A Liverpool baluster jug
A Liverpool baluster jug

CIRCA 1762, RICHARD CHAFFER'S FACTORY

Details
A Liverpool baluster jug
Circa 1762, Richard Chaffer's factory
With flared neck, broad lip and strap handle, painted in a vibrant palette after Jean Pillement with two Orientals before a stone wall overgrown with shrubs and bamboo, she holding a parasol, flanked by a pink-flowered plant and grasses (very small rim chip, some scratching and very slight flaking to enamels)
7 in. (17.8 cm.) high

Lot Essay

See The Ladies Amusement; or, Whole Art of Japanning Made Easy, published by Robert Sayer, London (2nd ed., 1762), p. 42 for the engraving after the drawing by Pillement, here illustrated.

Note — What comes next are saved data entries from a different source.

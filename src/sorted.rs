//! Append-ordered associative container used as the sparse index of a
//! table: one `(first_key_of_block, block_offset)` entry per data block.
//!
//! The write path appends entries in non-decreasing key order, so `set` is
//! O(1) amortized; the bound queries (`lower_bound`, `upper_bound`,
//! `greatest_le`) binary-search the stored entries in O(log n).
//!
//! ## Sidecar serialization
//!
//! New `.idx` sidecars are binary: the magic `SIDX`, then one fixed-width
//! encoded key followed by a u64 LE offset per entry, then a CRC-32 (ISCSI)
//! of everything after the magic. Sidecars written by earlier versions are
//! a `key,offset,key,offset,...` text file; files that do not start with
//! the magic are parsed as that legacy format.

use std::cmp::Ordering;

use byteorder::{LittleEndian, ReadBytesExt, WriteBytesExt};
use crc::{Crc, CRC_32_ISCSI};

use crate::errformat;
use crate::error::Result;
use crate::types::{FieldType, Value};

const INDEX_MAGIC: &[u8; 4] = b"SIDX";
const CRC32: Crc<u32> = Crc::<u32>::new(&CRC_32_ISCSI);

/// Sorted `(key, offset)` entries with binary-searched bound queries.
#[derive(Debug, Clone, Default, PartialEq)]
pub struct SortedArray {
    entries: Vec<(Value, u64)>,
}

impl SortedArray {
    pub fn new() -> Self {
        Self {
            entries: Vec::new(),
        }
    }

    /// Inserts or overwrites an entry. Appending in key order is O(1);
    /// out-of-order keys fall back to a binary-searched insertion.
    pub fn set(&mut self, key: Value, offset: u64) {
        match self.entries.last() {
            None => self.entries.push((key, offset)),
            Some((last, _)) => match last.cmp(&key) {
                Ordering::Less => self.entries.push((key, offset)),
                Ordering::Equal => {
                    let idx = self.entries.len() - 1;
                    self.entries[idx].1 = offset;
                }
                Ordering::Greater => match self.search(&key) {
                    Ok(idx) => self.entries[idx].1 = offset,
                    Err(idx) => self.entries.insert(idx, (key, offset)),
                },
            },
        }
    }

    pub fn get(&self, key: &Value) -> Option<u64> {
        self.search(key).ok().map(|idx| self.entries[idx].1)
    }

    pub fn has(&self, key: &Value) -> bool {
        self.search(key).is_ok()
    }

    pub fn at(&self, idx: usize) -> Option<(&Value, u64)> {
        self.entries.get(idx).map(|(k, o)| (k, *o))
    }

    pub fn len(&self) -> usize {
        self.entries.len()
    }

    pub fn is_empty(&self) -> bool {
        self.entries.is_empty()
    }

    pub fn clear(&mut self) {
        self.entries.clear();
    }

    /// Smallest entry with key >= `key`.
    pub fn lower_bound(&self, key: &Value) -> Option<(&Value, u64)> {
        let idx = match self.search(key) {
            Ok(idx) => idx,
            Err(idx) => idx,
        };
        self.at(idx)
    }

    /// Smallest entry with key > `key`.
    pub fn upper_bound(&self, key: &Value) -> Option<(&Value, u64)> {
        let idx = match self.search(key) {
            Ok(idx) => idx + 1,
            Err(idx) => idx,
        };
        self.at(idx)
    }

    /// Largest entry with key <= `key`. For any key stored in the table,
    /// this yields the block that contains it.
    pub fn greatest_le(&self, key: &Value) -> Option<(&Value, u64)> {
        match self.search(key) {
            Ok(idx) => self.at(idx),
            // `idx` is the insertion point; the entry before it (if any) is
            // the greatest key still <= the target.
            Err(0) => None,
            Err(idx) => self.at(idx - 1),
        }
    }

    /// Iterates entries in key order.
    pub fn iter(&self) -> impl Iterator<Item = (&Value, u64)> {
        self.entries.iter().map(|(k, o)| (k, *o))
    }

    fn search(&self, key: &Value) -> std::result::Result<usize, usize> {
        self.entries.binary_search_by(|(k, _)| k.cmp(key))
    }

    /// Serializes to the binary sidecar format.
    pub fn serialize(&self, key_type: &FieldType) -> Result<Vec<u8>> {
        let mut body = Vec::with_capacity(self.entries.len() * (key_type.width() + 8));
        for (key, offset) in &self.entries {
            key_type.encode_into(key, &mut body)?;
            body.write_u64::<LittleEndian>(*offset)?;
        }
        let mut buf = Vec::with_capacity(4 + body.len() + 4);
        buf.extend_from_slice(INDEX_MAGIC);
        buf.extend_from_slice(&body);
        buf.write_u32::<LittleEndian>(CRC32.checksum(&body))?;
        Ok(buf)
    }

    /// Deserializes a sidecar, accepting both the binary format and the
    /// legacy `key,offset,...` text format.
    pub fn deserialize(bytes: &[u8], key_type: &FieldType) -> Result<Self> {
        if bytes.starts_with(INDEX_MAGIC) {
            Self::deserialize_binary(&bytes[INDEX_MAGIC.len()..], key_type)
        } else {
            Self::deserialize_text(bytes, key_type)
        }
    }

    fn deserialize_binary(bytes: &[u8], key_type: &FieldType) -> Result<Self> {
        if bytes.len() < 4 {
            return errformat!("index sidecar truncated: missing checksum");
        }
        let (body, mut trailer) = bytes.split_at(bytes.len() - 4);
        let stored = trailer.read_u32::<LittleEndian>()?;
        let computed = CRC32.checksum(body);
        if stored != computed {
            return errformat!(
                "index sidecar checksum mismatch: stored 0x{stored:08X}, computed 0x{computed:08X}"
            );
        }

        let stride = key_type.width() + 8;
        if body.len() % stride != 0 {
            return errformat!(
                "index sidecar body of {} bytes is not a multiple of the {stride}-byte entry",
                body.len()
            );
        }

        let mut array = Self::new();
        for chunk in body.chunks_exact(stride) {
            let key = key_type.decode(&chunk[..key_type.width()])?;
            let offset = (&chunk[key_type.width()..]).read_u64::<LittleEndian>()?;
            array.set(key, offset);
        }
        Ok(array)
    }

    fn deserialize_text(bytes: &[u8], key_type: &FieldType) -> Result<Self> {
        let text = std::str::from_utf8(bytes)
            .map_err(|e| crate::error::Error::Format(format!("index sidecar is not UTF-8: {e}")))?;

        let mut array = Self::new();
        let mut fields = text.split(',').filter(|s| !s.is_empty());
        while let Some(key_text) = fields.next() {
            let offset_text = fields
                .next()
                .ok_or_else(|| {
                    crate::error::Error::Format(format!(
                        "index sidecar has a key {key_text:?} without an offset"
                    ))
                })?;
            let key = key_type.parse(key_text.trim())?;
            let offset = offset_text.trim().parse::<u64>().map_err(|_| {
                crate::error::Error::Format(format!("invalid index offset {offset_text:?}"))
            })?;
            array.set(key, offset);
        }
        Ok(array)
    }
}

#[cfg(test)]
mod tests {
    use super::*;

    fn create_test_index() -> SortedArray {
        let mut index = SortedArray::new();
        index.set(Value::U32(10), 11);
        index.set(Value::U32(20), 341);
        index.set(Value::U32(30), 671);
        index
    }

    #[test]
    fn test_set_and_get() {
        let index = create_test_index();
        assert_eq!(index.get(&Value::U32(20)), Some(341));
        assert_eq!(index.get(&Value::U32(25)), None);
        assert!(index.has(&Value::U32(10)));
        assert!(!index.has(&Value::U32(11)));
    }

    #[test]
    fn test_overwrite_in_place() {
        let mut index = create_test_index();
        index.set(Value::U32(20), 999);
        assert_eq!(index.len(), 3);
        assert_eq!(index.get(&Value::U32(20)), Some(999));
    }

    #[test]
    fn test_out_of_order_insert() {
        let mut index = create_test_index();
        index.set(Value::U32(15), 123);
        assert_eq!(index.len(), 4);
        let keys: Vec<_> = index.iter().map(|(k, _)| k.clone()).collect();
        assert_eq!(
            keys,
            vec![
                Value::U32(10),
                Value::U32(15),
                Value::U32(20),
                Value::U32(30)
            ]
        );
    }

    #[test]
    fn test_lower_bound() {
        let index = create_test_index();
        assert_eq!(index.lower_bound(&Value::U32(20)).unwrap().1, 341);
        assert_eq!(index.lower_bound(&Value::U32(21)).unwrap().1, 671);
        assert!(index.lower_bound(&Value::U32(31)).is_none());
    }

    #[test]
    fn test_upper_bound() {
        let index = create_test_index();
        assert_eq!(index.upper_bound(&Value::U32(20)).unwrap().1, 671);
        assert_eq!(index.upper_bound(&Value::U32(5)).unwrap().1, 11);
        assert!(index.upper_bound(&Value::U32(30)).is_none());
    }

    #[test]
    fn test_greatest_le() {
        let index = create_test_index();
        // Exact match.
        assert_eq!(index.greatest_le(&Value::U32(20)).unwrap().1, 341);
        // Between entries: the preceding block wins.
        assert_eq!(index.greatest_le(&Value::U32(25)).unwrap().1, 341);
        // Larger than all entries: the last block wins.
        assert_eq!(index.greatest_le(&Value::U32(99)).unwrap().1, 671);
        // Smaller than all entries.
        assert!(index.greatest_le(&Value::U32(5)).is_none());
    }

    #[test]
    fn test_greatest_le_empty() {
        let index = SortedArray::new();
        assert!(index.greatest_le(&Value::U32(1)).is_none());
    }

    #[test]
    fn test_binary_serialization_roundtrip() {
        let index = create_test_index();
        let buf = index.serialize(&FieldType::U32).expect("serialize failed");
        assert!(buf.starts_with(b"SIDX"));

        let decoded =
            SortedArray::deserialize(&buf, &FieldType::U32).expect("deserialize failed");
        assert_eq!(decoded, index);
    }

    #[test]
    fn test_binary_checksum_mismatch() {
        let index = create_test_index();
        let mut buf = index.serialize(&FieldType::U32).expect("serialize failed");
        buf[6] ^= 0xFF;
        assert!(SortedArray::deserialize(&buf, &FieldType::U32).is_err());
    }

    #[test]
    fn test_legacy_text_format() {
        let text = b"10,11,20,341,30,671";
        let decoded =
            SortedArray::deserialize(text, &FieldType::U32).expect("legacy parse failed");
        assert_eq!(decoded, create_test_index());
    }

    #[test]
    fn test_legacy_text_string_keys() {
        let text = b"alpha,11,beta,341";
        let decoded =
            SortedArray::deserialize(text, &FieldType::Str(8)).expect("legacy parse failed");
        assert_eq!(decoded.get(&Value::Str("beta".into())), Some(341));
    }

    #[test]
    fn test_legacy_text_dangling_key() {
        assert!(SortedArray::deserialize(b"10,11,20", &FieldType::U32).is_err());
    }

    #[test]
    fn test_clear() {
        let mut index = create_test_index();
        index.clear();
        assert!(index.is_empty());
        assert!(index.get(&Value::U32(10)).is_none());
    }
}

Jean Pillement, born in Lyon in 1727 or 8, studied with the painter Daniel Sarrabat before working as a designer at the Gobelins tapestry factory in Paris. He travelled in Europe before moving to London in 1750 where his drawings and paintings of figures, landscapes and flowers in the highly fashionable Chinoiserie taste were exhibited at the London Society of Artists in 1760, 1761 and 1763. His works were also reproduced in books of engravings and designs of which The Ladies Amusement is an example. The engravings were intended for professional and amateur artists alike to copy, in whatever medium, onto furniture, textiles or, as here, porcelain. The London porcelain-decorating workshop of James Giles, among others, used them, copying the designs freehand in coloured enamels onto both Chelsea and Worcester porcelain. Engraved onto copper plates by Robert Hancock, they were reproduced as transfer-prints and applied to porcelain; these were also printed onto tiles by Sadler and Green of Liverpool. In 1763 Pillement worked in the Kaiserhof in Vienna; in 1766 he carried out a commission for interior decorations for the King of Poland and shortly after was made painter to the King. He travelled again, exhibiting in London and Paris. In 1778 he supplied paintings to Marie-Antoinette for the Petit Trianon and in return was offered a royal appointment. He travelled again in later life, continuing his work of painting and designing, especially textiles; William Beckford much admired the rococo pavilion after one of his designs at Sintra, in Portugal. He eventually returned to his home city of Lyon, where he died impoverished in 1808.